DATASET RECORDS START

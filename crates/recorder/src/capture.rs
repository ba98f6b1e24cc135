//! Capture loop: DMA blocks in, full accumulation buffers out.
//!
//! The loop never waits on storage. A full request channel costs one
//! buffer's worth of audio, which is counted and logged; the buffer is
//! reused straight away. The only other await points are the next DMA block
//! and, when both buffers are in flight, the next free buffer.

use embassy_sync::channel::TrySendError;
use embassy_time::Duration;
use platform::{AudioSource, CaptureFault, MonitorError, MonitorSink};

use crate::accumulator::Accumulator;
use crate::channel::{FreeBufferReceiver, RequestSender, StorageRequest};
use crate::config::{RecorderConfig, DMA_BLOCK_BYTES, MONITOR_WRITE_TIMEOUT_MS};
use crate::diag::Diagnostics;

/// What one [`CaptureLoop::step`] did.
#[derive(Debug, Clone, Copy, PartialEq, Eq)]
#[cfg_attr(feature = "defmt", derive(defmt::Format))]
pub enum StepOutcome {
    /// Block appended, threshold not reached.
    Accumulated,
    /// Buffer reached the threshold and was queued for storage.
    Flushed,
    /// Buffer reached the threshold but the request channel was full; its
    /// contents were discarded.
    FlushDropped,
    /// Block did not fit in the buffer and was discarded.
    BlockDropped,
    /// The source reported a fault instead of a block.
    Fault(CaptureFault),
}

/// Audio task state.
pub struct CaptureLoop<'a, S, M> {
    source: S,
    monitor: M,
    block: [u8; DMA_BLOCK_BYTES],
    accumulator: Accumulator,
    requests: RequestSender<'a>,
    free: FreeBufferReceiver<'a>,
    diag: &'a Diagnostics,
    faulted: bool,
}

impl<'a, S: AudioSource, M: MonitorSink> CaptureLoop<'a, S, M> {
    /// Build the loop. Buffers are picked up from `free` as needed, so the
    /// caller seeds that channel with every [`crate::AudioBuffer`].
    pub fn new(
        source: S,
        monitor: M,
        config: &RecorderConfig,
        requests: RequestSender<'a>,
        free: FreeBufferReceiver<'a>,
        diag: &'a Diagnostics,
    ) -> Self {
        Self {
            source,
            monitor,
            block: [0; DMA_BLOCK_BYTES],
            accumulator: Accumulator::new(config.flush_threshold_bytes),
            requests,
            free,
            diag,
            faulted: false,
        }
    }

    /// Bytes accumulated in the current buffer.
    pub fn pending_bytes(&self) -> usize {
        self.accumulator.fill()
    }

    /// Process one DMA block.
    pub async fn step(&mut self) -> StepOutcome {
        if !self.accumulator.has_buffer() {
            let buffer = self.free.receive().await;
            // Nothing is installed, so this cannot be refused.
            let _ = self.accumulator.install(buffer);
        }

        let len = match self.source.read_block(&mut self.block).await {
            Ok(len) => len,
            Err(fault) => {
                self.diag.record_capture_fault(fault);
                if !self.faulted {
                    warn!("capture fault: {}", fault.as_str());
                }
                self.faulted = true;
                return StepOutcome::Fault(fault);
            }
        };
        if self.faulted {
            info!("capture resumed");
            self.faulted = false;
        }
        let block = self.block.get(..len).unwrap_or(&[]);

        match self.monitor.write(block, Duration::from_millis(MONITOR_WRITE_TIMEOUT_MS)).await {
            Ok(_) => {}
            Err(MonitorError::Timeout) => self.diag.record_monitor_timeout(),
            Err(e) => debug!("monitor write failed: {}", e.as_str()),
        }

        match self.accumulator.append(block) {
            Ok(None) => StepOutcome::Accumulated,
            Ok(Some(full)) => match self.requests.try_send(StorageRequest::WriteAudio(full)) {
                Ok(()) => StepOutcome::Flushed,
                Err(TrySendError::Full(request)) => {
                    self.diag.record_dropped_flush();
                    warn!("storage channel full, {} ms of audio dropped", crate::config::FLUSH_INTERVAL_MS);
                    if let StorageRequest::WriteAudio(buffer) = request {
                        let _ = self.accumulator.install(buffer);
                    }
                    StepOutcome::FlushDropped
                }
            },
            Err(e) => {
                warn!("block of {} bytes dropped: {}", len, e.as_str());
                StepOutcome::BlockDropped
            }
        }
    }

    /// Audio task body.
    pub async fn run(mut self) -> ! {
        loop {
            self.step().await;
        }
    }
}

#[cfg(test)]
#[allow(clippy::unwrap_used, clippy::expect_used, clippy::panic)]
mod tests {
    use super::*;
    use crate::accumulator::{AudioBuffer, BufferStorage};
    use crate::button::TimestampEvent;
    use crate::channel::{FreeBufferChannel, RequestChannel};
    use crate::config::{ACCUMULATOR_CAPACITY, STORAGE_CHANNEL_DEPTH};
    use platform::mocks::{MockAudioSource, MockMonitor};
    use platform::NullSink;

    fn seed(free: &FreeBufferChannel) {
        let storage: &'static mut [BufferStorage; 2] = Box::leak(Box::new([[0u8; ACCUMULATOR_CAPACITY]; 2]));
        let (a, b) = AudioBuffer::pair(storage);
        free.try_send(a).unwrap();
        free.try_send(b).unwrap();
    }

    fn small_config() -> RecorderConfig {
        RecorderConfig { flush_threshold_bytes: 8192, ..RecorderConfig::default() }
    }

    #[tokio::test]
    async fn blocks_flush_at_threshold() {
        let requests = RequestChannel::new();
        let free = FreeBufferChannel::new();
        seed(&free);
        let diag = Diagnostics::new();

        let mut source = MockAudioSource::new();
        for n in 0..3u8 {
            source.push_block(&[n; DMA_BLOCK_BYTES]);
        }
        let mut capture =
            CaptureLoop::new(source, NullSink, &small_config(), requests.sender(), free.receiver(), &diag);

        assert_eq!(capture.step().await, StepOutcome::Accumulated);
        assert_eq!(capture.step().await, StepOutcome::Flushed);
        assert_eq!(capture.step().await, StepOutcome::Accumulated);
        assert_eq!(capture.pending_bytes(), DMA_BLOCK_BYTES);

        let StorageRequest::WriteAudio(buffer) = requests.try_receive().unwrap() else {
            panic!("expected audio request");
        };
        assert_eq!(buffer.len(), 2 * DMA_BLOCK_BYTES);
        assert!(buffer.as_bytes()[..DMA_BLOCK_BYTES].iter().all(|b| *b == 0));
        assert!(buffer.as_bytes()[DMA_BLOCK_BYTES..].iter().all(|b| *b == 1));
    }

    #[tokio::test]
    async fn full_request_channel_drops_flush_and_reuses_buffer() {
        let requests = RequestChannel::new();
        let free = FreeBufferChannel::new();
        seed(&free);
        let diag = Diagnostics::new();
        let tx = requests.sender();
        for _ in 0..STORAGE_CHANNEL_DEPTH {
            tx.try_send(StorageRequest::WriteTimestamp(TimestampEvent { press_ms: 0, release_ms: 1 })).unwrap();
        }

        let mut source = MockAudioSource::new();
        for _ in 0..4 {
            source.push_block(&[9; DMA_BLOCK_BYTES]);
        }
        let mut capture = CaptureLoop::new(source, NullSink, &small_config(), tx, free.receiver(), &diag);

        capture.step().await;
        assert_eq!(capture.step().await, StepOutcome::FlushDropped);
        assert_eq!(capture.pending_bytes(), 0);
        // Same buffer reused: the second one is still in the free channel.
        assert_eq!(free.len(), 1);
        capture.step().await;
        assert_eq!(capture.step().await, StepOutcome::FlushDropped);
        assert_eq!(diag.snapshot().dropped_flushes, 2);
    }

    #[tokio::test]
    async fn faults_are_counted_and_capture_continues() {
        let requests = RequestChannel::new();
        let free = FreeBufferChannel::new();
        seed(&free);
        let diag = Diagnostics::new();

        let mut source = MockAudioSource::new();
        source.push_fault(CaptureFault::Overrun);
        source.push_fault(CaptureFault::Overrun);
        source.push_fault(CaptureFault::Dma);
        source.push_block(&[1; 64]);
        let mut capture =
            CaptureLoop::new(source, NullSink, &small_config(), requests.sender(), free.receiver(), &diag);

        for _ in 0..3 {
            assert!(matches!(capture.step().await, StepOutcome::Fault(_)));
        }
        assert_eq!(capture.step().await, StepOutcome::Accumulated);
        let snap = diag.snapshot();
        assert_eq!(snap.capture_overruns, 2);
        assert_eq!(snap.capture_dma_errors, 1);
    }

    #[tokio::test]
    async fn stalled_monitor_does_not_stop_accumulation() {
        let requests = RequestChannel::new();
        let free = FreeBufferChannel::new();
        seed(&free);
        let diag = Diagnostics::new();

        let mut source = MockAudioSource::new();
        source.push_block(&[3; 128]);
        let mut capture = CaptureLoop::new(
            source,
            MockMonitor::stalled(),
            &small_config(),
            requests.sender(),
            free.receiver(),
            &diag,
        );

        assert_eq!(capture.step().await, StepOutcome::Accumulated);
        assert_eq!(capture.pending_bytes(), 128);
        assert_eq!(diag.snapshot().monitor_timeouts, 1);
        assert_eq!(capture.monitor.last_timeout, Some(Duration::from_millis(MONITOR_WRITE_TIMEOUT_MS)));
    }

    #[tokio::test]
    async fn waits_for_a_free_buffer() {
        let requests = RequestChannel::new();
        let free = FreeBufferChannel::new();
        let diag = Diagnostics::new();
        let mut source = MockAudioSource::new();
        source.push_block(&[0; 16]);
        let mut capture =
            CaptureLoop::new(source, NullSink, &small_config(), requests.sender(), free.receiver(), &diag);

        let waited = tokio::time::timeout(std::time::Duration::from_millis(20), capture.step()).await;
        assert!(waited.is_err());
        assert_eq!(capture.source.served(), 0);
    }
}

DATASET RECORDS END

Copy each line from the data above that includes "CaptureLoop".

- _ANSWER SECTION_
/// What one [`CaptureLoop::step`] did.
pub struct CaptureLoop<'a, S, M> {
impl<'a, S: AudioSource, M: MonitorSink> CaptureLoop<'a, S, M> {
            CaptureLoop::new(source, NullSink, &small_config(), requests.sender(), free.receiver(), &diag);
        let mut capture = CaptureLoop::new(source, NullSink, &small_config(), tx, free.receiver(), &diag);
            CaptureLoop::new(source, NullSink, &small_config(), requests.sender(), free.receiver(), &diag);
        let mut capture = CaptureLoop::new(
            CaptureLoop::new(source, NullSink, &small_config(), requests.sender(), free.receiver(), &diag);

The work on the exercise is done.